Available voices for robots

We wrote an article a few days ago about the reasons why we decided that Heasy would not talk from the very beginning.

One of the reasons that is not listed but that is still worth mentioning is that digital voices aren’t really great yet. They always sound kind of flat, and it’s hard to sense any emotion in them. They have the same way to express happiness or sadness or any other emotion.

Honestly, it’s fine in a lot of situations. There’s no reason to have any emotion in the voice of your GPS for instance. You’re not starting a conversation with a GPS, you’re just listening for directions to follow. The situation is different when you’re involved in a conversation, something that’s supposed to convey some emotion at some point.

One of the tricks is to play with the pitch and the speed of the voice, or to insert sounds: you have the flat voice, then the sound of someone crying, and then the voice again. It’s still flat, but the sound is a clue to help you understand the emotional state, in this case sadness.

Here comes duplex

The situation with voices has changed  drastically lately. Google made the headline with the demo of Duplex, its AI making phone calls and speaking just like a human on the phone. We won’t discuss the AI here but just the voice.

What is fascinating is how they managed to create a voice with inflections, and that the voice can do very human things that are not words. Things like “eeer”” or “hmmmm”. If there was a Turing test for voice, this one – maybe for the very first time – would pass it.

And for robotics?

Now, what about robotics? The era of human-like voices is beginning in front of our eyes. How long will it be before we have these voices embedded on humanoid robots?

The fact is that so far, this voice has been demoed in a situation where speakers don’t actually see each other. Our human-like voice is disembodied. If the voice gets a body with a humanoid shape, it will be extremely embarrassing if the body-language isn’t as sharp and precise as the voice. There is a huge amount of work required from robot manufacturers in order to have human-like body language at the same level of sophistication as the voice.

With a robot such as Heasy – let’s say it can talk for a minute – what would we have to play with? Its body is pretty limited: we’d have to work on the eyes (the upper screen), the movement of the body and the tilt of the head. Let’s focus on the eyes: when you talk with someone and you hmmmm, you tend to stare into space. How could we reflect that on the eyes? Probably by changing the orientation of the head and making the eyes tinier on the screen. But this answer wouldn’t work if the eyes are not displayed on a screen but made of something different like LEDs for example.

If you think about more human-like robots, the challenge just keeps getting bigger and bigger. The robot has a mouth? The mouth will need to move accordingly. No mouth looks the same when sad or happy. The robot has arms? Arms will have to move accordingly for the very same reasons. You can’t express joy with hanging arms. If the robot hmmmmm-s, it’s probably better to have him touch his chin. The list goes on.

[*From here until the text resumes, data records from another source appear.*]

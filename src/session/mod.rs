//! Push-to-talk session model.
//!
//! A [`Session`] is one press-release cycle and its downstream processing.
//! Its [`SessionStatus`] walks a DAG:
//!
//! ```text
//!              (press)                (release / max-duration watchdog)
//!  idle ───────────────▶ recording ─────────────────────────▶ gate
//!                            │
//!                            └── (cancel) ──▶ cancelled
//!
//!  gate: no audio / too short / quiet ──▶ skipped        else ──▶ transcribing
//!
//!  transcribing ── timeout ──▶ timeout      transcribing ── error ──▶ error
//!  transcribing ── empty text ──▶ complete  transcribing ── text ──▶ injecting
//!  injecting ── ok ──▶ complete             injecting ── error ──▶ error
//! ```
//!
//! Sessions are created on press, mutated only by the
//! [`SessionOrchestrator`](orchestrator::SessionOrchestrator), and become
//! immutable once a terminal status is reached.

pub mod orchestrator;

pub use orchestrator::{OrchestratorOptions, SessionHandle, SessionOrchestrator};

use std::time::{Instant, SystemTime};

// ---------------------------------------------------------------------------
// SessionStatus
// ---------------------------------------------------------------------------

/// Lifecycle states of a push-to-talk session.
#[derive(Debug, Clone, Copy, PartialEq, Eq)]
pub enum SessionStatus {
    /// No session in flight.
    Idle,
    /// Microphone audio is being retained.
    Recording,
    /// The worker child is transcribing the captured audio.
    Transcribing,
    /// Transcribed text is being delivered to the target.
    Injecting,
    /// Terminal: the session finished, with or without injected text.
    Complete,
    /// Terminal: the transcription worker was killed after its deadline.
    Timeout,
    /// Terminal: the session was cancelled before completion.
    Cancelled,
    /// Terminal: transcription or injection failed.
    Error,
    /// Terminal: the gate rejected the recording (no audio / too short /
    /// no speech).  Not an error; no error cue is played.
    Skipped,
}

impl SessionStatus {
    /// Terminal states admit no further transitions.
    pub fn is_terminal(&self) -> bool {
        matches!(
            self,
            SessionStatus::Complete
                | SessionStatus::Timeout
                | SessionStatus::Cancelled
                | SessionStatus::Error
                | SessionStatus::Skipped
        )
    }

    /// Whether `self -> next` is an edge of the session DAG.
    pub fn can_transition_to(self, next: SessionStatus) -> bool {
        use SessionStatus::*;
        matches!(
            (self, next),
            (Idle, Recording)
                | (Recording, Transcribing)
                | (Recording, Skipped)
                | (Recording, Cancelled)
                | (Transcribing, Injecting)
                | (Transcribing, Complete)
                | (Transcribing, Timeout)
                | (Transcribing, Error)
                | (Transcribing, Cancelled)
                | (Injecting, Complete)
                | (Injecting, Error)
        )
    }

    /// Short human-readable label for logs and the status line.
    pub fn label(&self) -> &'static str {
        match self {
            SessionStatus::Idle => "idle",
            SessionStatus::Recording => "recording",
            SessionStatus::Transcribing => "transcribing",
            SessionStatus::Injecting => "injecting",
            SessionStatus::Complete => "complete",
            SessionStatus::Timeout => "timeout",
            SessionStatus::Cancelled => "cancelled",
            SessionStatus::Error => "error",
            SessionStatus::Skipped => "skipped",
        }
    }
}

// ---------------------------------------------------------------------------
// Session
// ---------------------------------------------------------------------------

/// A single push-to-talk interaction.
#[derive(Debug, Clone)]
pub struct Session {
    /// Opaque unique identifier.
    pub id: String,
    /// Monotonic start, for duration arithmetic.
    pub started_at: Instant,
    /// Wall-clock start, for display and transcript naming.
    pub started_wall: SystemTime,
    /// Monotonic end, set when recording stops or the session is cancelled.
    pub ended_at: Option<Instant>,
    /// Recording duration derived from the monotonic timestamps.
    pub duration_ms: u64,
    /// Transcribed text; present only once transcription succeeded.
    pub transcription: Option<String>,
    pub status: SessionStatus,
    /// Human-readable failure message for `timeout` / `error` sessions.
    pub error: Option<String>,
}

impl Session {
    /// Create a session entering `recording`; called on hotkey press.
    pub fn new(id: String) -> Self {
        Self {
            id,
            started_at: Instant::now(),
            started_wall: SystemTime::now(),
            ended_at: None,
            duration_ms: 0,
            transcription: None,
            status: SessionStatus::Recording,
            error: None,
        }
    }
}

// ---------------------------------------------------------------------------
// SessionEvent
// ---------------------------------------------------------------------------

/// The status stream published to subscribers (the UI surface).
///
/// Events for one session are totally ordered; events for session N+1 never
/// interleave with session N because the orchestrator is a single
/// sequential task.
#[derive(Debug, Clone, PartialEq)]
pub enum SessionEvent {
    StateChanged(SessionStatus),
    /// Transcription finished; delivered before `injecting`.
    Transcription(String),
    /// Terminal failure with a one-line message.
    Error(String),
    /// The gate rejected the recording; carries the reason.  Distinct from
    /// `Error` so subscribers can stay quiet about it.
    Skipped(String),
}

// ---------------------------------------------------------------------------
// Tests
// ---------------------------------------------------------------------------

#[cfg(test)]
mod tests {
    use super::*;
    use super::SessionStatus::*;

    const ALL: &[SessionStatus] = &[
        Idle,
        Recording,
        Transcribing,
        Injecting,
        Complete,
        Timeout,
        Cancelled,
        Error,
        Skipped,
    ];

    #[test]
    fn terminal_states() {
        for status in [Complete, Timeout, Cancelled, Error, Skipped] {
            assert!(status.is_terminal(), "{status:?}");
        }
        for status in [Idle, Recording, Transcribing, Injecting] {
            assert!(!status.is_terminal(), "{status:?}");
        }
    }

    #[test]
    fn terminal_states_have_no_outgoing_edges() {
        for &from in ALL {
            if !from.is_terminal() {
                continue;
            }
            for &to in ALL {
                assert!(!from.can_transition_to(to), "{from:?} -> {to:?}");
            }
        }
    }

    #[test]
    fn happy_path_is_a_valid_walk() {
        let path = [Idle, Recording, Transcribing, Injecting, Complete];
        for pair in path.windows(2) {
            assert!(pair[0].can_transition_to(pair[1]), "{pair:?}");
        }
    }

    #[test]
    fn gate_and_failure_edges_exist() {
        assert!(Recording.can_transition_to(Skipped));
        assert!(Recording.can_transition_to(Cancelled));
        assert!(Transcribing.can_transition_to(Timeout));
        assert!(Transcribing.can_transition_to(Error));
        assert!(Transcribing.can_transition_to(Complete)); // empty text
        assert!(Injecting.can_transition_to(Error));
    }

    #[test]
    fn backwards_edges_do_not_exist() {
        assert!(!Transcribing.can_transition_to(Recording));
        assert!(!Injecting.can_transition_to(Transcribing));
        assert!(!Recording.can_transition_to(Idle));
        assert!(!Recording.can_transition_to(Injecting));
    }

    #[test]
    fn new_session_starts_recording() {
        let session = Session::new("s-1".into());
        assert_eq!(session.status, Recording);
        assert!(session.transcription.is_none());
        assert!(session.error.is_none());
        assert!(session.ended_at.is_none());
        assert_eq!(session.duration_ms, 0);
    }
}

The more-human like the robot, the more human-like body language will have to be in order to fit with these human-like voices. Hands like clamps will be forgiven more compared to hands with fingers.

For sure, humanoid robots will take advantage of these advanced voices at some point. But it might be long before we start hearing them from robots. Not because it’s technically hard to implement them, but because voice is highly related to body language, where a lot of progress still has to be made.